Task directions
Only the lines from the start of the data through the one containing "pub async fn health()" belong in your answer; return them exactly.

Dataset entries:
============================================================

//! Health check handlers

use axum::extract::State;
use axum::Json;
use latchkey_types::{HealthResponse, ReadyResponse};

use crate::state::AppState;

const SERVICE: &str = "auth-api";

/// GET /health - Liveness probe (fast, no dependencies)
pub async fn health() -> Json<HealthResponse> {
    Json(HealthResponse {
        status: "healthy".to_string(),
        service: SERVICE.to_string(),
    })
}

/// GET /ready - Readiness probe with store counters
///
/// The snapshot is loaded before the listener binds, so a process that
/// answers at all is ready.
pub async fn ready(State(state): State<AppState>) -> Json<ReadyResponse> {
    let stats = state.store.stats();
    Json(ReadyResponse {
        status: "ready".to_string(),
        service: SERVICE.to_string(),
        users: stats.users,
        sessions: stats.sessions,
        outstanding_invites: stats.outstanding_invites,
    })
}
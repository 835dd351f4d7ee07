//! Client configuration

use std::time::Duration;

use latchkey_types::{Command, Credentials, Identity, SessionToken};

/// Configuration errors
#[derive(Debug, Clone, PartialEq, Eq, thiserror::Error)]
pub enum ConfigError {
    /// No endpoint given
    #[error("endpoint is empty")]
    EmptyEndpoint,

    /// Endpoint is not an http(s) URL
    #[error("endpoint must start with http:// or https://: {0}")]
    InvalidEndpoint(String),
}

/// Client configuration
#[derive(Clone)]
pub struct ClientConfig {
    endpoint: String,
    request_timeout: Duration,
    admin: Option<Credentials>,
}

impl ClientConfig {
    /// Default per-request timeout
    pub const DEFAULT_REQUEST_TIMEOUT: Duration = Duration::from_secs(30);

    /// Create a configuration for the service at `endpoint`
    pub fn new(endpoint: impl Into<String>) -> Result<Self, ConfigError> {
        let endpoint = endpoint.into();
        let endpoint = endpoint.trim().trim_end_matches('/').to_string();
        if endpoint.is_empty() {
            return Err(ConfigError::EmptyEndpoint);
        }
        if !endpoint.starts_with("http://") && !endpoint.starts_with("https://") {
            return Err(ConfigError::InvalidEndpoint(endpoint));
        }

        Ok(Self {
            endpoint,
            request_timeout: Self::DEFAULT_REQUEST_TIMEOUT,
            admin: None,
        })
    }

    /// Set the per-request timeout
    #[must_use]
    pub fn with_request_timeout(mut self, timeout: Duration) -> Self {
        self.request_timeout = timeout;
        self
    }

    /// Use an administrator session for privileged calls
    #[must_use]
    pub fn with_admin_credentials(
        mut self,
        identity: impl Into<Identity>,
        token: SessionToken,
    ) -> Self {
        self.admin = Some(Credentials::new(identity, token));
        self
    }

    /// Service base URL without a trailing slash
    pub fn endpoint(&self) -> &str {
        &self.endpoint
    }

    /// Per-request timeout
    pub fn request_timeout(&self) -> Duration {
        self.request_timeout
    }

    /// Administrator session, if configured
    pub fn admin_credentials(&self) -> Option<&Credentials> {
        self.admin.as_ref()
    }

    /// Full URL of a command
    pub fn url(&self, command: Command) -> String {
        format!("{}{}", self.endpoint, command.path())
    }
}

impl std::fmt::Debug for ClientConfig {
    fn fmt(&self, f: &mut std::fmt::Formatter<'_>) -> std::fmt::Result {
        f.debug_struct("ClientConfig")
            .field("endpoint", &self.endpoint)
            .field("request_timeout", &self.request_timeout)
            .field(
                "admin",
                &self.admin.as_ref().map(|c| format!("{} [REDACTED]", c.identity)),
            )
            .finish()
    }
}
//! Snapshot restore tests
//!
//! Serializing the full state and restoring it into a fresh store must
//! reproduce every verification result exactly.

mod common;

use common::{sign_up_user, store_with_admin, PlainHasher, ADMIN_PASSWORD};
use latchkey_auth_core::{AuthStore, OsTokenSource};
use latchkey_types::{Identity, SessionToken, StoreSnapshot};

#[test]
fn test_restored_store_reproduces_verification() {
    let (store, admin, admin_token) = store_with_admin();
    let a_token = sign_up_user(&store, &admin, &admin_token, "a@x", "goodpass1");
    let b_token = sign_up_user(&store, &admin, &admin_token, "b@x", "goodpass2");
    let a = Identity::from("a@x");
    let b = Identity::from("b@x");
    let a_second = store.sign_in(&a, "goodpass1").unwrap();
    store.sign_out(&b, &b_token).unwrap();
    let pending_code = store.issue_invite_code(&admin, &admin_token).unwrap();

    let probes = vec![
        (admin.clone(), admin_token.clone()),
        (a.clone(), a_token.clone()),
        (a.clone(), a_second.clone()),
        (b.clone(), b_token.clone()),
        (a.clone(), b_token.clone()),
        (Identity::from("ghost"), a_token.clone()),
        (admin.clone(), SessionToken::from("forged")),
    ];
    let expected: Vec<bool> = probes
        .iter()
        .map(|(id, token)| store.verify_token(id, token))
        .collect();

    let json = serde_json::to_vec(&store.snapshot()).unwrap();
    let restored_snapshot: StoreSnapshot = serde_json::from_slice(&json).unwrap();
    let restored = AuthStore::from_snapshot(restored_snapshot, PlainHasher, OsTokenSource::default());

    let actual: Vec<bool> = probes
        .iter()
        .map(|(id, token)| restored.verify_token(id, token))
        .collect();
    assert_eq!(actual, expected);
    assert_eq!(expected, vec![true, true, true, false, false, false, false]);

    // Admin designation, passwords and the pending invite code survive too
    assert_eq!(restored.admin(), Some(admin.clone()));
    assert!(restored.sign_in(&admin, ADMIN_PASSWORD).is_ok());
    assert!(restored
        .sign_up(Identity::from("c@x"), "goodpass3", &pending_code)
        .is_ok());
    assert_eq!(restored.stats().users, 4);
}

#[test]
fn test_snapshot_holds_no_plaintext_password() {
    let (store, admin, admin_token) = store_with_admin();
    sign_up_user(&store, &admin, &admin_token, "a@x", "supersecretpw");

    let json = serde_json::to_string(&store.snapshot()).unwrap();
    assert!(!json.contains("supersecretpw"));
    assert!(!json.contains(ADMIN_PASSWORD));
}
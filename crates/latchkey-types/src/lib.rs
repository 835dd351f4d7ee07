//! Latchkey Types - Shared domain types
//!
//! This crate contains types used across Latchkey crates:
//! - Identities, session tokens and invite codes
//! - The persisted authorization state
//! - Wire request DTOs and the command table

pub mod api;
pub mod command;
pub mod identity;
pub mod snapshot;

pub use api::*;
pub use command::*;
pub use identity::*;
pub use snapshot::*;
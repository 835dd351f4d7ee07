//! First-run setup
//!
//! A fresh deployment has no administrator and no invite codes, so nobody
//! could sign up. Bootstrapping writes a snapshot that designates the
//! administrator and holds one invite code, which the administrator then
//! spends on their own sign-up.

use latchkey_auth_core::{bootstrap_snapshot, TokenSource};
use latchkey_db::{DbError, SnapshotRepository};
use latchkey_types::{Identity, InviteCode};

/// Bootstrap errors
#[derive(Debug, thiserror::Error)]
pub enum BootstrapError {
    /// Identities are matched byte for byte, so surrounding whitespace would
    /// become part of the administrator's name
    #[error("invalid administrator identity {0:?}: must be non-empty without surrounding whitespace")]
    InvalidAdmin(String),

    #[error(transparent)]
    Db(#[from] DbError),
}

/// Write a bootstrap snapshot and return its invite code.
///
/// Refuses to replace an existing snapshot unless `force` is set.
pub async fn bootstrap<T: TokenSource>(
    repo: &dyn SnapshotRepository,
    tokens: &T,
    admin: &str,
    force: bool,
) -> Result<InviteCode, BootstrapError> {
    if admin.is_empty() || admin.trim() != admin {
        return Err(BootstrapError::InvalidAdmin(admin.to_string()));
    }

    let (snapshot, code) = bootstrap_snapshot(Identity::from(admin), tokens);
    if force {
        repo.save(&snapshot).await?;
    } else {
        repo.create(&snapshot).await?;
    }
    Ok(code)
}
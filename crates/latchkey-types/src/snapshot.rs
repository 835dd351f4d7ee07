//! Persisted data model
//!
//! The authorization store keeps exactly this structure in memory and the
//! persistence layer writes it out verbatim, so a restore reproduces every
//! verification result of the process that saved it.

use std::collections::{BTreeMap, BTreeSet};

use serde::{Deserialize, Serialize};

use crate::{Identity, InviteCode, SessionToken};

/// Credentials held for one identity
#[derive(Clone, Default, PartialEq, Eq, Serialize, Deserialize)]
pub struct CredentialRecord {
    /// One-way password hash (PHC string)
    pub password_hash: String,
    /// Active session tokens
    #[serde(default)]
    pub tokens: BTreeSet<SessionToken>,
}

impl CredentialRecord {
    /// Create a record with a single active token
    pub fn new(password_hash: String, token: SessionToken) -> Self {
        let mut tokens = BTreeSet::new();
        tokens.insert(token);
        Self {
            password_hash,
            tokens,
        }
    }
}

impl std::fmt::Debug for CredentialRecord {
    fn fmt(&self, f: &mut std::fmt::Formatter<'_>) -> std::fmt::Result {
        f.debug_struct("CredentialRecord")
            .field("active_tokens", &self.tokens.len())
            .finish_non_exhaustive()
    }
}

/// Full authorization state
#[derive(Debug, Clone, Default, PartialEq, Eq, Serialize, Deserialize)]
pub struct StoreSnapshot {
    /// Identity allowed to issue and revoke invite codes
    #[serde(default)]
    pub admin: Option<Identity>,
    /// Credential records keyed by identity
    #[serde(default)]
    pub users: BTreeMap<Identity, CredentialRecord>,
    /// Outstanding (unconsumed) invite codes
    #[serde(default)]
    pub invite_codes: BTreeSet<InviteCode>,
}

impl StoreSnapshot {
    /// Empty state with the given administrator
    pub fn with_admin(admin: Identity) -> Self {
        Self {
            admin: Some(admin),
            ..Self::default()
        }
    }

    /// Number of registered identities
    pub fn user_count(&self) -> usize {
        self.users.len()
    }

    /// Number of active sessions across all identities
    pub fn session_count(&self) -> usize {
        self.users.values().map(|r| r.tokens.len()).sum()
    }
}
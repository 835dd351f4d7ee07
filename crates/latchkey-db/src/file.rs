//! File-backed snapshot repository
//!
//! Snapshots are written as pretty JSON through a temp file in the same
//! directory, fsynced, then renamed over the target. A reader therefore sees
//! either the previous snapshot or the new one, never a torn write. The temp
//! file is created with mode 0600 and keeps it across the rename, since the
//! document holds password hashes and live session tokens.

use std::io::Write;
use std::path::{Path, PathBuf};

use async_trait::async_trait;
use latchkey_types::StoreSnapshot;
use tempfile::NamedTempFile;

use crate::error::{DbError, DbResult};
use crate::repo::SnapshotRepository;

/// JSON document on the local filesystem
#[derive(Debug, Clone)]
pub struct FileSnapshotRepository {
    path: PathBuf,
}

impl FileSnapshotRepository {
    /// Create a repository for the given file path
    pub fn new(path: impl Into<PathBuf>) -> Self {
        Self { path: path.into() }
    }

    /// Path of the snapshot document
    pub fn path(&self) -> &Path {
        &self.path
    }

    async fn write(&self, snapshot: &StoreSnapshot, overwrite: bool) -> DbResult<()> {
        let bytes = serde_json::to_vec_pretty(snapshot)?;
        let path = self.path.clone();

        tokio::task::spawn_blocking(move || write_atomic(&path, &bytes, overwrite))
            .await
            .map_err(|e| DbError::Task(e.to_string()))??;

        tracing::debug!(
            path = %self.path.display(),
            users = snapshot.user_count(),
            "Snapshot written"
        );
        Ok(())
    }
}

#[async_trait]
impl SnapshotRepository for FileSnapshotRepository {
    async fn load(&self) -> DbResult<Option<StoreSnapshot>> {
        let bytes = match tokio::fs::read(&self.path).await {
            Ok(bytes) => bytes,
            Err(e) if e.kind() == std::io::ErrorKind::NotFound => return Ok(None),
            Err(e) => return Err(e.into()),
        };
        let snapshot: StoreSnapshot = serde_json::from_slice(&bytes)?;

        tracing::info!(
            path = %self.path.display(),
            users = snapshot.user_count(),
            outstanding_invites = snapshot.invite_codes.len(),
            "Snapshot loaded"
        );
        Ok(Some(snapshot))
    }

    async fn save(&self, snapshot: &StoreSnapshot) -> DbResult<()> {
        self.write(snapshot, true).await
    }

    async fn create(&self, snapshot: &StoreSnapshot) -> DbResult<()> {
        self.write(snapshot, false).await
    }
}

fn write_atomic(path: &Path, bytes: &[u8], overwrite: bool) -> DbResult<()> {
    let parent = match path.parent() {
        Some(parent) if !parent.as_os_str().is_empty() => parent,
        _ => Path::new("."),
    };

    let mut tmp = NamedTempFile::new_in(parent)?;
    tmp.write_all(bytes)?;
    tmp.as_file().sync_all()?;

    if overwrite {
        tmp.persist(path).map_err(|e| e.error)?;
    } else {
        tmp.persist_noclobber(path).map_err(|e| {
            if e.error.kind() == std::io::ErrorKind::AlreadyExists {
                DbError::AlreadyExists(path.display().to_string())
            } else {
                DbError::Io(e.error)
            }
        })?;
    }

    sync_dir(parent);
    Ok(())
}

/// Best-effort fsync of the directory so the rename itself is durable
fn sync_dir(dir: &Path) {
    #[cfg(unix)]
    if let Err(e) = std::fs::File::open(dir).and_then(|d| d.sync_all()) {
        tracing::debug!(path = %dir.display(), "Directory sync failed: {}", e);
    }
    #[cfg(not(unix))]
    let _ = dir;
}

============================================================

Answer space
//! Health check handlers

use axum::extract::State;
use axum::Json;
use latchkey_types::{HealthResponse, ReadyResponse};

use crate::state::AppState;

const SERVICE: &str = "auth-api";

/// GET /health - Liveness probe (fast, no dependencies)
pub async fn health() -> Json<HealthResponse> {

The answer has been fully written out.